START Listed records

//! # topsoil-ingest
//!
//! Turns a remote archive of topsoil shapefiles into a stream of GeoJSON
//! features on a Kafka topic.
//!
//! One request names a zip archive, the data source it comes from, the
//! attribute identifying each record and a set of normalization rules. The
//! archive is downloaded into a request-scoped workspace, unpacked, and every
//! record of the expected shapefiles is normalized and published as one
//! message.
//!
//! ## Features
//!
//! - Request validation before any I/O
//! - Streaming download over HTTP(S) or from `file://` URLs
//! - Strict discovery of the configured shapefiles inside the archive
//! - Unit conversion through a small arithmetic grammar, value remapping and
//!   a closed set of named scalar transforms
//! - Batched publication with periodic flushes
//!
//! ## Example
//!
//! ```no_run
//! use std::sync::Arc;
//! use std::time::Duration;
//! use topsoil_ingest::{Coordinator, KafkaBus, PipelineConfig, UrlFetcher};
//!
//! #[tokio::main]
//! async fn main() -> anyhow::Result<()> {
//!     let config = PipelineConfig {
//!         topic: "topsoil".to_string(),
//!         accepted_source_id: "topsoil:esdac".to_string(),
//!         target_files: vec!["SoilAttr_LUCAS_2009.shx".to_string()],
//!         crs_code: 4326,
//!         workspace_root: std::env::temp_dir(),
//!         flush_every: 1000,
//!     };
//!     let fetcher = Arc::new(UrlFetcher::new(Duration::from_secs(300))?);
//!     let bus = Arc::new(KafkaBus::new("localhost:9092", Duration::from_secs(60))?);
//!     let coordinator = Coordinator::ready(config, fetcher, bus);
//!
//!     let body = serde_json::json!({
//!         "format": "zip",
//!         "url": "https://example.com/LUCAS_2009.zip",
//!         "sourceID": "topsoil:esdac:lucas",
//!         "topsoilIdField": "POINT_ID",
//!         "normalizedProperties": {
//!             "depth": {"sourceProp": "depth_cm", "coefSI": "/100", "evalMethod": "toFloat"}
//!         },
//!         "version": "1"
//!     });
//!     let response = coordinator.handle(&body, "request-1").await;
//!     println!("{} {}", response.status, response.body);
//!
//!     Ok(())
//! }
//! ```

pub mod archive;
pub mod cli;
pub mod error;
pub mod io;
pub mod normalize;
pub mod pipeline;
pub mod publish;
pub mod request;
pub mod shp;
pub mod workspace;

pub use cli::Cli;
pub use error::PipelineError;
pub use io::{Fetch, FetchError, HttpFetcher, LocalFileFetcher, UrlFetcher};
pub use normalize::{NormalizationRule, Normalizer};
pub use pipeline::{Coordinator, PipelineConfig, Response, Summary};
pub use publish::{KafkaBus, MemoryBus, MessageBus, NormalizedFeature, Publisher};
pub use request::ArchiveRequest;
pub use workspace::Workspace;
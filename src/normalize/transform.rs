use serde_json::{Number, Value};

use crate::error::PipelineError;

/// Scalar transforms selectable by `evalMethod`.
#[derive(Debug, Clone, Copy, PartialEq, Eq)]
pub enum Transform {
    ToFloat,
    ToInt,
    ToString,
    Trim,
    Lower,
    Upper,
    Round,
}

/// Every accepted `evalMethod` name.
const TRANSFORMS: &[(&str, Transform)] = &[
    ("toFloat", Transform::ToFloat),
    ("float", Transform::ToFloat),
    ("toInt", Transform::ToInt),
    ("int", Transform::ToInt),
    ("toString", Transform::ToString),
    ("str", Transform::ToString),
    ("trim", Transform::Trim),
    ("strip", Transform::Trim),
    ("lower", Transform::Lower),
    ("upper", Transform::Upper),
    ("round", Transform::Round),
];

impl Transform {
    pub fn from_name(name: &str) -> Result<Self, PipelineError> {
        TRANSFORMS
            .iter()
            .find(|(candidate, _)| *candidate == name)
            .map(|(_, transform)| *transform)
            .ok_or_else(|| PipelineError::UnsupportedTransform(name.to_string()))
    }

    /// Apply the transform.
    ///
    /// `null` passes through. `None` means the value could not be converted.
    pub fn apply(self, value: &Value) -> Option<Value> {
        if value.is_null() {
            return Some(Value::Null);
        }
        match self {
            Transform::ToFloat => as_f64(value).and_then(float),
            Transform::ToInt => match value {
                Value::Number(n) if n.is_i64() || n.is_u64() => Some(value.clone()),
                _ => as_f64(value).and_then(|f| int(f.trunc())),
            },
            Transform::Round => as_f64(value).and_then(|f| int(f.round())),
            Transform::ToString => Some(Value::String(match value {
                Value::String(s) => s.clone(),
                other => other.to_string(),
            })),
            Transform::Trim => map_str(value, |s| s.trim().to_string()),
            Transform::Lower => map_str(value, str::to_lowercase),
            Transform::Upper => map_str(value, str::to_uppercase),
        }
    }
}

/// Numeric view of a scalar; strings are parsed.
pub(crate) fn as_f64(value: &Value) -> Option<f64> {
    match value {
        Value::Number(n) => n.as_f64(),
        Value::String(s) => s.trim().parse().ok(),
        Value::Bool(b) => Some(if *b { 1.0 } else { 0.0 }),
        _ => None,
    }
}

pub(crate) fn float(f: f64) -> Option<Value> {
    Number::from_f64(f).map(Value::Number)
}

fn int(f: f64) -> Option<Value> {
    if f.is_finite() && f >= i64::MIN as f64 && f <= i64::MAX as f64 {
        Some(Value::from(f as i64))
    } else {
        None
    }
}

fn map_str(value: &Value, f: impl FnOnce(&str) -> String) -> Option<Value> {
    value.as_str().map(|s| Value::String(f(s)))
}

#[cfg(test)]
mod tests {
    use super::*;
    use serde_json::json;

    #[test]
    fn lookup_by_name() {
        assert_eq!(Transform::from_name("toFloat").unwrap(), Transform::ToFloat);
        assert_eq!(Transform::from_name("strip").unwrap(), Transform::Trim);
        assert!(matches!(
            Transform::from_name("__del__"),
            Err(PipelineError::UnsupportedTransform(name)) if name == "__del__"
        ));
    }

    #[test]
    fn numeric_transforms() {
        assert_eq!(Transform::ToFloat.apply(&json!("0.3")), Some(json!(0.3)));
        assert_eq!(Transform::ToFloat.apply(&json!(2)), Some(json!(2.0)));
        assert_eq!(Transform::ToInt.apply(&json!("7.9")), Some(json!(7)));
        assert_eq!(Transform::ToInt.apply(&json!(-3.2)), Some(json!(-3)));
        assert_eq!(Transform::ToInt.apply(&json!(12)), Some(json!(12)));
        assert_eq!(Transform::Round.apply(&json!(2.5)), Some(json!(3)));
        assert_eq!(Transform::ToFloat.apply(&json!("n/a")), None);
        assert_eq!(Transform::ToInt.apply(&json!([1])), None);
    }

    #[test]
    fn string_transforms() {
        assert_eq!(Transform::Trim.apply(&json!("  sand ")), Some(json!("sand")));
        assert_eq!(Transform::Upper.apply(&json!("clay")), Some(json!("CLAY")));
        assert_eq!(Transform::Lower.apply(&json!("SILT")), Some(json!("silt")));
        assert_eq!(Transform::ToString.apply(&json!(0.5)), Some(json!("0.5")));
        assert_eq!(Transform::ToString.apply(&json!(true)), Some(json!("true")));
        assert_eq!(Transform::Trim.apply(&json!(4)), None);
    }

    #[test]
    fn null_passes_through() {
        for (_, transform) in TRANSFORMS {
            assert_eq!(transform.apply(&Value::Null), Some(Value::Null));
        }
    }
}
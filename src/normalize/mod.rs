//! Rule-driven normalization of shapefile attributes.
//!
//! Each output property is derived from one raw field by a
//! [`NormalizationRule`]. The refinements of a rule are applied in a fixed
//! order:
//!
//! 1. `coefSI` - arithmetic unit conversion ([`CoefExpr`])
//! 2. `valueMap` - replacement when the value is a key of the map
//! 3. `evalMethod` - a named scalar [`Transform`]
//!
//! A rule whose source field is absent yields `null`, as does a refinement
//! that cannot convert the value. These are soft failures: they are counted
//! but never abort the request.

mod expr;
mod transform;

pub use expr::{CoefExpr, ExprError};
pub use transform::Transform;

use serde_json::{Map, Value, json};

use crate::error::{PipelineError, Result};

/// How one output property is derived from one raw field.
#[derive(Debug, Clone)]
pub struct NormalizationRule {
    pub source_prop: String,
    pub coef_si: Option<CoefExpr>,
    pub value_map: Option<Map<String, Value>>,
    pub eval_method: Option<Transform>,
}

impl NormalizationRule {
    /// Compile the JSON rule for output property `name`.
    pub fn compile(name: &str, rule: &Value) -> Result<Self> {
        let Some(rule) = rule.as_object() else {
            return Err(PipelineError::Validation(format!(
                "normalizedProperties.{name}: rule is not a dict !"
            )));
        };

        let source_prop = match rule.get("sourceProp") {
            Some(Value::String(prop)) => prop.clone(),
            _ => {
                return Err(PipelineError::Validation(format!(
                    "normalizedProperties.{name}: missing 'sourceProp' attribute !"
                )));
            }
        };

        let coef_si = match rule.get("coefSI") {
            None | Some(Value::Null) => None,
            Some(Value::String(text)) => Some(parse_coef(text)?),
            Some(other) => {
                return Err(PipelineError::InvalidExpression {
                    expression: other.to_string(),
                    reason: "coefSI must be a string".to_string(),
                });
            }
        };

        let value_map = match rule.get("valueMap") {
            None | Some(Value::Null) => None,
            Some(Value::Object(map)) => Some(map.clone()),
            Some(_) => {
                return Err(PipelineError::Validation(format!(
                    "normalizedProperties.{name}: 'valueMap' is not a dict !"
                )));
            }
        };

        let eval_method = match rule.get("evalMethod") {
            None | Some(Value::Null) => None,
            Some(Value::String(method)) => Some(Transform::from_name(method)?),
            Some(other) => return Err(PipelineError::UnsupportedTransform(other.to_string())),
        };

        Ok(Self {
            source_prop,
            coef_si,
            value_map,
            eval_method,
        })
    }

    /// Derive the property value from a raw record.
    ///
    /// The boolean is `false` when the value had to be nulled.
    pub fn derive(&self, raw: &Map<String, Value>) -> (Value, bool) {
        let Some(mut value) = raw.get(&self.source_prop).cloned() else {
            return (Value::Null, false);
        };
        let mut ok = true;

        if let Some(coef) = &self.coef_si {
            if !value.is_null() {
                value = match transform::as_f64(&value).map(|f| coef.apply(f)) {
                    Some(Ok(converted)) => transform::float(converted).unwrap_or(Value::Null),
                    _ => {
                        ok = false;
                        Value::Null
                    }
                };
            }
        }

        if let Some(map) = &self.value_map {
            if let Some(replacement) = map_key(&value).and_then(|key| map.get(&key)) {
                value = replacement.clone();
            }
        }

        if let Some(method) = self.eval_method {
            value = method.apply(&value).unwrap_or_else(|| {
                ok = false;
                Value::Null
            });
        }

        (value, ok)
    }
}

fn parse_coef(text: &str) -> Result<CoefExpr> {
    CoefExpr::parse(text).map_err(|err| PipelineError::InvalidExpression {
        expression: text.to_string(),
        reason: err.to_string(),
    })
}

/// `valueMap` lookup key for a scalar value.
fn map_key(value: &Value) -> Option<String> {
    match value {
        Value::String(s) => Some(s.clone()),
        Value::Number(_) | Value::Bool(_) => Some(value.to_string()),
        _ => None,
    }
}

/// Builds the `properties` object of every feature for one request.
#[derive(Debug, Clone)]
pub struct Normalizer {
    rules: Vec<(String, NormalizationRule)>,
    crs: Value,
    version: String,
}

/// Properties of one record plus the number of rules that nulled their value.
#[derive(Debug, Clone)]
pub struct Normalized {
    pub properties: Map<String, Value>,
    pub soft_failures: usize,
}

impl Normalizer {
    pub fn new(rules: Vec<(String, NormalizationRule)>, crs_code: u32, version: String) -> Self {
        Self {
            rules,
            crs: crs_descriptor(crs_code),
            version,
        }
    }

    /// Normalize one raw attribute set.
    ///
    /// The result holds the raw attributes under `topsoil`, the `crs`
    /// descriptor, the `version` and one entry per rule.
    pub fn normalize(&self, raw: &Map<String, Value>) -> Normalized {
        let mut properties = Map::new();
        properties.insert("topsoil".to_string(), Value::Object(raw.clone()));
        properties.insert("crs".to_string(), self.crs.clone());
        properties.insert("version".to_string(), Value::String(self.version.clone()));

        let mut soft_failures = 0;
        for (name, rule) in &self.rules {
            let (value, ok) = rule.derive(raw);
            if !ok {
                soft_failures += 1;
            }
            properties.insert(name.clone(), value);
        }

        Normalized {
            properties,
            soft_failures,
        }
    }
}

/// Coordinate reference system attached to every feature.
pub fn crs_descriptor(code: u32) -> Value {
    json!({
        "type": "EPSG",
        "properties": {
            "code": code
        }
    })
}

END Listed records

» **Task prompt**: Show me every line in the data above that includes "shapefiles".

» **Response area**:
//! Turns a remote archive of topsoil shapefiles into a stream of GeoJSON
//! record of the expected shapefiles is normalized and published as one
//! - Strict discovery of the configured shapefiles inside the archive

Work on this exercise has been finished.